Interesting topic of conversation over on the nasaspaceflight.com/forums came up about "what if Apollo had continued..." In part of the discussion, it came to replacing Saturn IB's "cluster's last stand" first stage powered by eight H-1 engines with "something else".

At one point the 260 inch monolithic SRM being developed and tested by Aerojet was proposed, but the thing was SO massively heavy it was going to require an ENTIRELY new integration and stacking design at KSC to make it work, and that wasn't in the cards. As it was, only the half-length motor was ever built and test fired before the project was canceled.

The subject came up about LIQUID replacements for the S-IB stage... interestingly enough they'd been proposed but of course never developed, due to the fact that, being a first stage, weight and ISP inefficiencies don't hurt performance anywhere NEAR as much as they do on upper stages, where weight and ISP is critical to performance. S-IB was actually somewhat of a weight savings over the earlier Saturn I first stage it replaced, though of course the basics of the design in using multiple tanks clustered together could NEVER be as efficient as a monolithic fuel tank and monolithic oxidizer tank, even separate bulkhead tanks like the Saturn V S-IC stage used. But, you have to save about 11 pounds of weight on the first stage to increase payload by 1 pound, unlike on upper stages where it's much closer to 1 pound weight saved equals 1 pound of extra payload (this is especially true of escape stages leaving earth for the moon or elsewhere).
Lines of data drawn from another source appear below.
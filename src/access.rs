//! Users, roles and the session's current user.

use crate::error::{Result, StoreError};
use argon2::password_hash::rand_core::OsRng;
use argon2::password_hash::{PasswordHash, PasswordHasher, PasswordVerifier, SaltString};
use argon2::Argon2;
use parking_lot::RwLock;
use serde::{Deserialize, Serialize};
use std::collections::HashMap;
use std::fmt;
use std::str::FromStr;

/// Something an operation needs to be allowed to do.
#[derive(Clone, Copy, Debug, PartialEq, Eq, Hash, Serialize, Deserialize)]
#[serde(rename_all = "lowercase")]
pub enum Permission {
    Read,
    Write,
    Delete,
    Compact,
    Verify,
    Report,
}

impl Permission {
    pub fn as_str(self) -> &'static str {
        match self {
            Permission::Read => "read",
            Permission::Write => "write",
            Permission::Delete => "delete",
            Permission::Compact => "compact",
            Permission::Verify => "verify",
            Permission::Report => "report",
        }
    }
}

impl fmt::Display for Permission {
    fn fmt(&self, f: &mut fmt::Formatter<'_>) -> fmt::Result {
        f.write_str(self.as_str())
    }
}

#[derive(Clone, Copy, Debug, PartialEq, Eq, Hash, Serialize, Deserialize)]
#[serde(rename_all = "lowercase")]
pub enum Role {
    Admin,
    Editor,
    Viewer,
}

impl Role {
    pub fn permissions(self) -> &'static [Permission] {
        use Permission::*;
        match self {
            Role::Admin => &[Read, Write, Delete, Compact, Verify, Report],
            Role::Editor => &[Read, Write, Compact, Verify, Report],
            Role::Viewer => &[Read, Report],
        }
    }

    pub fn allows(self, permission: Permission) -> bool {
        self.permissions().contains(&permission)
    }

    pub fn as_str(self) -> &'static str {
        match self {
            Role::Admin => "admin",
            Role::Editor => "editor",
            Role::Viewer => "viewer",
        }
    }
}

impl fmt::Display for Role {
    fn fmt(&self, f: &mut fmt::Formatter<'_>) -> fmt::Result {
        f.write_str(self.as_str())
    }
}

impl FromStr for Role {
    type Err = StoreError;

    fn from_str(s: &str) -> Result<Self> {
        match s {
            "admin" => Ok(Role::Admin),
            "editor" => Ok(Role::Editor),
            "viewer" => Ok(Role::Viewer),
            other => Err(StoreError::InvalidFormat(format!("Unknown role: {}", other))),
        }
    }
}

/// A registered user.
#[derive(Clone)]
pub struct User {
    pub username: String,
    /// Argon2id PHC string.
    pub password_hash: String,
    pub role: Role,
}

impl fmt::Debug for User {
    fn fmt(&self, f: &mut fmt::Formatter<'_>) -> fmt::Result {
        f.debug_struct("User")
            .field("username", &self.username)
            .field("role", &self.role)
            .finish_non_exhaustive()
    }
}

/// User registry plus the session's authenticated user.
#[derive(Default)]
pub struct AccessControl {
    users: RwLock<HashMap<String, User>>,
    current: RwLock<Option<String>>,
}

impl AccessControl {
    pub fn new() -> Self {
        Self::default()
    }

    pub fn add_user(&self, username: &str, password: &str, role: Role) -> Result<()> {
        if self.users.read().contains_key(username) {
            return Err(StoreError::UserExists(username.to_string()));
        }

        // Hash outside the write lock; it is deliberately slow.
        let salt = SaltString::generate(&mut OsRng);
        let password_hash = Argon2::default()
            .hash_password(password.as_bytes(), &salt)
            .map_err(|e| StoreError::Crypto(format!("Password hashing failed: {}", e)))?
            .to_string();

        let mut users = self.users.write();
        if users.contains_key(username) {
            return Err(StoreError::UserExists(username.to_string()));
        }
        users.insert(
            username.to_string(),
            User {
                username: username.to_string(),
                password_hash,
                role,
            },
        );
        Ok(())
    }

    /// Make `username` the current user. Any failure logs the session out.
    pub fn authenticate(&self, username: &str, password: &str) -> Result<()> {
        let verified = self.verify(username, password);
        let mut current = self.current.write();
        match verified {
            Ok(()) => {
                *current = Some(username.to_string());
                Ok(())
            }
            Err(e) => {
                *current = None;
                Err(e)
            }
        }
    }

    fn verify(&self, username: &str, password: &str) -> Result<()> {
        let stored = self
            .users
            .read()
            .get(username)
            .map(|user| user.password_hash.clone())
            .ok_or_else(|| StoreError::Auth(format!("unknown user {}", username)))?;

        let parsed = PasswordHash::new(&stored)
            .map_err(|e| StoreError::Crypto(format!("Stored password hash is invalid: {}", e)))?;
        Argon2::default()
            .verify_password(password.as_bytes(), &parsed)
            .map_err(|_| StoreError::Auth(format!("wrong password for {}", username)))
    }

    pub fn logout(&self) {
        *self.current.write() = None;
    }

    pub fn current_user(&self) -> Option<String> {
        self.current.read().clone()
    }

    pub fn role_of(&self, username: &str) -> Option<Role> {
        self.users.read().get(username).map(|user| user.role)
    }

    pub fn user_count(&self) -> usize {
        self.users.read().len()
    }

    /// Fail unless the current user may do `permission`. Returns the user.
    pub fn check_permission(&self, permission: Permission) -> Result<String> {
        let Some(username) = self.current_user() else {
            return Err(StoreError::PermissionDenied {
                user: "anonymous".into(),
                permission: permission.to_string(),
            });
        };

        match self.role_of(&username) {
            Some(role) if role.allows(permission) => Ok(username),
            _ => Err(StoreError::PermissionDenied {
                user: username,
                permission: permission.to_string(),
            }),
        }
    }
}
SO it was judged not worth the expense to develop a replacement.

Now, in an alternate universe, which the thread presupposed, where shuttle was deemed 'a bridge too far' and was rejected in 1972 instead of being approved and all Saturn hardware and capabilities ultimately scrapped, the opposite decision is taken to "build upon what we have" (much like the Russians did incidentally) and so a program was initiated to evolve Saturn into something more affordable and sustainable-- cheaper to build, cheaper to integrate, and cheaper to fly. Obviously in this paradigm, you have to streamline production and reduce programs where possible-- engine programs, stage programs, etc all soak up funds and make the overall program more expensive, so being able to eliminate the H-1 engine, and the S-IB first stage would have been highly desirable. Replicating it's performance and capabilities (and actually improving upon them) would have been nice side-benefits, especially if it could be done with the existing F-1/F-1A engines and structures similar to that in use on the S-IC Saturn V first stage, and using the existing S-IVB stage, which would surely have switched to the J-2S engine at that time.

Now, Improvements to Saturn V had been proposed including using up to FOUR strap-on liquid rocket booster pods (LRB's) to supplement the Saturn V first stage thrust. There were similar proposals using SRB's of various type and designs (from 120 inch SRB's from Titan III, to 156 inch "notional" SRM's (which eventually became the SRB's I suppose) to even mammoth 260 inch monolithic SRM's by Aerojet). Basically ALL the proposals for Saturn V boosters ignored or glossed over various important constraints on the KSC infrastructure, such as the fact that the acoustics (noise) from the ignition and liftoff of THIRTEEN F-1 engines AT ONCE from a Saturn V (5 F-1's) with FOUR LRB's (2 F-1's EACH) would have broken every window in the eastern half of the state of Florida...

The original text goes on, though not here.